In the entries that follow, the first line to write out is the one containing "no longer available", and the last is the one containing "event after registration". Reproduce that stretch exactly, with nothing before or after it.

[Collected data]

○ ○ ○ ○ ○

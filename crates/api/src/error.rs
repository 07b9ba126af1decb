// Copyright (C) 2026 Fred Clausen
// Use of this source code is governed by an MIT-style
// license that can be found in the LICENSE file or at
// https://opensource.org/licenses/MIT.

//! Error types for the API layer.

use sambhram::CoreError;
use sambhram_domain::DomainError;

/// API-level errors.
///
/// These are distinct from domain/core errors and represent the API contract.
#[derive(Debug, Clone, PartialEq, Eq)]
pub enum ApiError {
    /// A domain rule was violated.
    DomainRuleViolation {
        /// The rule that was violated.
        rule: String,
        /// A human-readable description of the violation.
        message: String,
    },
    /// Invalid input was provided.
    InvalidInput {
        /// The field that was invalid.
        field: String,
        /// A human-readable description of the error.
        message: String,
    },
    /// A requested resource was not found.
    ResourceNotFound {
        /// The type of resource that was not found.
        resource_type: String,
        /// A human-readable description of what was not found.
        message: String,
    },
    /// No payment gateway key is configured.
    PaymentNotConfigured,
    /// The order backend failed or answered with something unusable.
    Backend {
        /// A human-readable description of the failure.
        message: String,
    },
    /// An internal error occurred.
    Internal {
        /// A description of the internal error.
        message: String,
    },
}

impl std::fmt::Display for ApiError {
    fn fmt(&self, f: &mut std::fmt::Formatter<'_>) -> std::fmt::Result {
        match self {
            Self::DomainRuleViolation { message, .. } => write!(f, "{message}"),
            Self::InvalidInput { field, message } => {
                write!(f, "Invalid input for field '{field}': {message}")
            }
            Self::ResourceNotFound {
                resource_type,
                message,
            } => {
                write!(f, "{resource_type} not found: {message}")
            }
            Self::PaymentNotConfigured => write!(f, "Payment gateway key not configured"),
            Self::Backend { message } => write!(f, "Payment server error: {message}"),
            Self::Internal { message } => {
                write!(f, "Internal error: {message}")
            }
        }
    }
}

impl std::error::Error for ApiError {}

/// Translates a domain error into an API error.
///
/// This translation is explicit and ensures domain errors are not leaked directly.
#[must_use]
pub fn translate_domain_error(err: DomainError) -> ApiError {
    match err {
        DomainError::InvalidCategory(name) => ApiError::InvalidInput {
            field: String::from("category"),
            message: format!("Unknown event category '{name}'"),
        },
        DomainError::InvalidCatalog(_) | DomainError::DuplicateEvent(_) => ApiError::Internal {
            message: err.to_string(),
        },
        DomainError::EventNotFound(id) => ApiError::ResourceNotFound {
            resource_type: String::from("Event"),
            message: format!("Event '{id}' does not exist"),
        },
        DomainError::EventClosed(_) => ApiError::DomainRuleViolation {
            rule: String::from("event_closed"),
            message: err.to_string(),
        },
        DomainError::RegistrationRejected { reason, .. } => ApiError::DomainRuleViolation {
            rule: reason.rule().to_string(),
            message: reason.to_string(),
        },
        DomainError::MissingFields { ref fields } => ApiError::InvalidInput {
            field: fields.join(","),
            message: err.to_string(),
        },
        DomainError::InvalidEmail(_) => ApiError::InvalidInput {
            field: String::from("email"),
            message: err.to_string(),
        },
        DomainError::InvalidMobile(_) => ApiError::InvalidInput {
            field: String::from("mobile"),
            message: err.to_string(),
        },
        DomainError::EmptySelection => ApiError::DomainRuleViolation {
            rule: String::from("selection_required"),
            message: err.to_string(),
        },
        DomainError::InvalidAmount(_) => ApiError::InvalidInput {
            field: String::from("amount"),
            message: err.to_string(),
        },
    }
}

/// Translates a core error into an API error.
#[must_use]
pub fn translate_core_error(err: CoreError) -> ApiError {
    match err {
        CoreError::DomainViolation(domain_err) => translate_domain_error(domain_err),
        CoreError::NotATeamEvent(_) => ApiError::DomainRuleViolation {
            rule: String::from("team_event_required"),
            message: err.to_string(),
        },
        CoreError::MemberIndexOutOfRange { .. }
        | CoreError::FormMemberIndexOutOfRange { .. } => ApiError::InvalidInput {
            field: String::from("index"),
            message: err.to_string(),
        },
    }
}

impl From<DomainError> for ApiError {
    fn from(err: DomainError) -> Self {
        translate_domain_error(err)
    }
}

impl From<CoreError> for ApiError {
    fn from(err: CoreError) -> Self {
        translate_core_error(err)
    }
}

○ ○ ○ ○ ○

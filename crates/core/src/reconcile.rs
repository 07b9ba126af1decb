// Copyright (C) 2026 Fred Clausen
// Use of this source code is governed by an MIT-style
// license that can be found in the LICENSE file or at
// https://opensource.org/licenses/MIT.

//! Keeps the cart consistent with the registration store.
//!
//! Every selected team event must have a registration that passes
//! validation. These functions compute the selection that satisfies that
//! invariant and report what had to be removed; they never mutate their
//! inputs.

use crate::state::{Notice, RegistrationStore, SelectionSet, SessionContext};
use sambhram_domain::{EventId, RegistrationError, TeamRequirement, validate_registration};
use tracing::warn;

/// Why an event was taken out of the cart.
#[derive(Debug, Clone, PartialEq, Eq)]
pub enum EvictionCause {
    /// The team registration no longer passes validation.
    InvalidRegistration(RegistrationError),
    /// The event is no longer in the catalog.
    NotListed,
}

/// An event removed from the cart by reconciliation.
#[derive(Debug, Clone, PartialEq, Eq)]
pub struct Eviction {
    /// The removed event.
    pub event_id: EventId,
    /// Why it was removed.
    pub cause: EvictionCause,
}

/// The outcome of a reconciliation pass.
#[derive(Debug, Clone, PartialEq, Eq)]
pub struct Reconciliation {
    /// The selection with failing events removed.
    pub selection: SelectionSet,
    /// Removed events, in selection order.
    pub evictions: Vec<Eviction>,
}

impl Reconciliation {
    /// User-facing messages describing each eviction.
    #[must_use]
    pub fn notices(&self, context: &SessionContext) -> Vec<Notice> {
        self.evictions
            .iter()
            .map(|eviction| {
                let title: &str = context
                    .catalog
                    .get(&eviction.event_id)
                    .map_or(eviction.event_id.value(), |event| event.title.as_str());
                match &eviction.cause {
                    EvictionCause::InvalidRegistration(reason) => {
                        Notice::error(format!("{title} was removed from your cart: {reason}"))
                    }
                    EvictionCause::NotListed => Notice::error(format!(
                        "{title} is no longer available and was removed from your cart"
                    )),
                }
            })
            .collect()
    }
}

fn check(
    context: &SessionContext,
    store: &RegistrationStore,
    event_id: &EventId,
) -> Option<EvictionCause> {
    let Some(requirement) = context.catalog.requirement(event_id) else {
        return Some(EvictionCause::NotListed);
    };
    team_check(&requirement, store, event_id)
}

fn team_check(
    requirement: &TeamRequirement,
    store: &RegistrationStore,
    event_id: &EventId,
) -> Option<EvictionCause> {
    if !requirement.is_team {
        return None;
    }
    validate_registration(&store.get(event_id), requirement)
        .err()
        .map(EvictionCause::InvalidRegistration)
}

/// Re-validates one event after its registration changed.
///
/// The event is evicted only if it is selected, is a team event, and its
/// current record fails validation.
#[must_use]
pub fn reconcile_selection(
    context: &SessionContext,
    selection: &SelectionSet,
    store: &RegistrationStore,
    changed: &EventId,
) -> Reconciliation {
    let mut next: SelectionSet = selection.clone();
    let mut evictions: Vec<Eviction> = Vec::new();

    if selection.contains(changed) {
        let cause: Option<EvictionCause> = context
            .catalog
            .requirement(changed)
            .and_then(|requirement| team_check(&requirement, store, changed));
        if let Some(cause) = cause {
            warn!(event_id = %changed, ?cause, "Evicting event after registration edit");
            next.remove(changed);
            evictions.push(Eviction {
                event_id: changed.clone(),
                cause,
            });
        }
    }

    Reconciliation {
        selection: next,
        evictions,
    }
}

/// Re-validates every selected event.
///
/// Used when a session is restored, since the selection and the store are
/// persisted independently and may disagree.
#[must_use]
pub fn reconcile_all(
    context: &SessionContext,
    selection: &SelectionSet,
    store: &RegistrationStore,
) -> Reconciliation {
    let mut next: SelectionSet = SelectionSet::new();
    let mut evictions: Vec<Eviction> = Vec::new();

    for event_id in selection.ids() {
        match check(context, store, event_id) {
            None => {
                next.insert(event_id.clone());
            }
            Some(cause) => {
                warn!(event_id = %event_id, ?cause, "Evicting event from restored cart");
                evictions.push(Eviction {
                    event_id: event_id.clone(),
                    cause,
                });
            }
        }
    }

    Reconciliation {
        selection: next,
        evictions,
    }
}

○ ○ ○ ○ ○

REPLY TO THE TASK:
                        "{title} is no longer available and was removed from your cart"
                    )),
                }
            })
            .collect()
    }
}

fn check(
    context: &SessionContext,
    store: &RegistrationStore,
    event_id: &EventId,
) -> Option<EvictionCause> {
    let Some(requirement) = context.catalog.requirement(event_id) else {
        return Some(EvictionCause::NotListed);
    };
    team_check(&requirement, store, event_id)
}

fn team_check(
    requirement: &TeamRequirement,
    store: &RegistrationStore,
    event_id: &EventId,
) -> Option<EvictionCause> {
    if !requirement.is_team {
        return None;
    }
    validate_registration(&store.get(event_id), requirement)
        .err()
        .map(EvictionCause::InvalidRegistration)
}

/// Re-validates one event after its registration changed.
///
/// The event is evicted only if it is selected, is a team event, and its
/// current record fails validation.
#[must_use]
pub fn reconcile_selection(
    context: &SessionContext,
    selection: &SelectionSet,
    store: &RegistrationStore,
    changed: &EventId,
) -> Reconciliation {
    let mut next: SelectionSet = selection.clone();
    let mut evictions: Vec<Eviction> = Vec::new();

    if selection.contains(changed) {
        let cause: Option<EvictionCause> = context
            .catalog
            .requirement(changed)
            .and_then(|requirement| team_check(&requirement, store, changed));
        if let Some(cause) = cause {
            warn!(event_id = %changed, ?cause, "Evicting event after registration edit");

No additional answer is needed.